Kenya’s mobile telephones: Vital for the poor - denzil_correa
http://www.economist.com/news/middle-east-and-africa/21566022-report-describes-sacrifices-poor-make-keep-mobile-phone-vital?fsrc=scn/fb/wl/pe/vitalforthepoor

======
davycro
> Almost half of those surveyed were using internet-enabled smart or “feature”
> phones. The scratch cards that many Kenyans use to charge their mobiles have
> recently begun to advertise their value in terms of data rather than talk
> time. Meanwhile, mobile-phone operators have been giving free access to
> sites such as Wikipedia to entice customers.

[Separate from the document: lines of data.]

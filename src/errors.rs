//! Typed error definitions for bulk_relocate.
//! Provides the small set of failure modes a relocation round can report.
//!
//! Variants hold rendered messages rather than `io::Error` so results can be
//! cloned into reports and compared in tests.

use std::io;
use std::path::{Path, PathBuf};
use thiserror::Error;

use crate::fs_ops::helpers::describe_io_error;

#[derive(Debug, Clone, PartialEq, Eq, Error)]
pub enum RelocateError {
    /// Scan root missing or not a directory (also used for a MoveToFolder
    /// target that exists as a file). Fatal to a round when raised by scan.
    #[error("Not a directory: {0}")]
    NotADirectory(PathBuf),

    /// Stripping the text left nothing of the file name.
    #[error("Renaming '{name}' would produce an empty name")]
    EmptyResult { name: String },

    /// Entry vanished between scan and relocation.
    #[error("Source path not found: {0}")]
    NotFound(PathBuf),

    #[error("Permission denied on {path}: {context}")]
    PermissionDenied { path: PathBuf, context: String },

    /// Destination occupied at mutation time. Only reachable if another
    /// process raced us past the collision resolver.
    #[error("Destination already exists: {0}")]
    AlreadyExists(PathBuf),

    /// File name cannot be treated as text for a rename.
    #[error("File name is not valid UTF-8: {0}")]
    UnsupportedName(PathBuf),

    #[error("{0}")]
    Io(String),
}

impl RelocateError {
    /// Stable numeric code for logs and exit statuses.
    pub fn code(&self) -> i32 {
        match self {
            RelocateError::NotADirectory(_) => 2,
            RelocateError::EmptyResult { .. } => 3,
            RelocateError::NotFound(_) => 4,
            RelocateError::PermissionDenied { .. } => 5,
            RelocateError::AlreadyExists(_) => 6,
            RelocateError::UnsupportedName(_) => 7,
            RelocateError::Io(_) => 10,
        }
    }

    /// Short machine-friendly name used as a structured log field.
    pub fn kind(&self) -> &'static str {
        match self {
            RelocateError::NotADirectory(_) => "not_a_directory",
            RelocateError::EmptyResult { .. } => "empty_result",
            RelocateError::NotFound(_) => "not_found",
            RelocateError::PermissionDenied { .. } => "permission_denied",
            RelocateError::AlreadyExists(_) => "already_exists",
            RelocateError::UnsupportedName(_) => "unsupported_name",
            RelocateError::Io(_) => "io",
        }
    }

    /// Classify an I/O failure of `op` on `path`.
    pub fn from_io(op: &str, path: &Path, e: &io::Error) -> Self {
        match e.kind() {
            io::ErrorKind::NotFound => RelocateError::NotFound(path.to_path_buf()),
            io::ErrorKind::PermissionDenied => RelocateError::PermissionDenied {
                path: path.to_path_buf(),
                context: describe_io_error(op, path, e),
            },
            io::ErrorKind::AlreadyExists => RelocateError::AlreadyExists(path.to_path_buf()),
            _ => RelocateError::Io(describe_io_error(op, path, e)),
        }
    }
}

> Still, only 16% of respondents said they were using their phones to browse
> the internet.

The iHub report I read said that 88% of Kenyans browse the Internet with their
mobile phone instead of 16%. The same report says that 99% of Internet access
from Kenya is through a mobile device. I think the Western world assumes
people in developing countries are dependent on computers for Internet access
because of the popularity of the One Laptop Per Child program. I think we
should recognize that the developing world will probably never have the
resources or desire to adopt laptops or personal computers and so we should
instead focus on providing them with web-content sized for their devices and
hardware organizations such as OLPC should look into reducing the cost of
smartphones. In my personal experience an android device in Africa costs at
minimum of $200.

Reading this article reminds me that there is a huge demand for mobile
Internet in developing world and few companies are capitalizing on this.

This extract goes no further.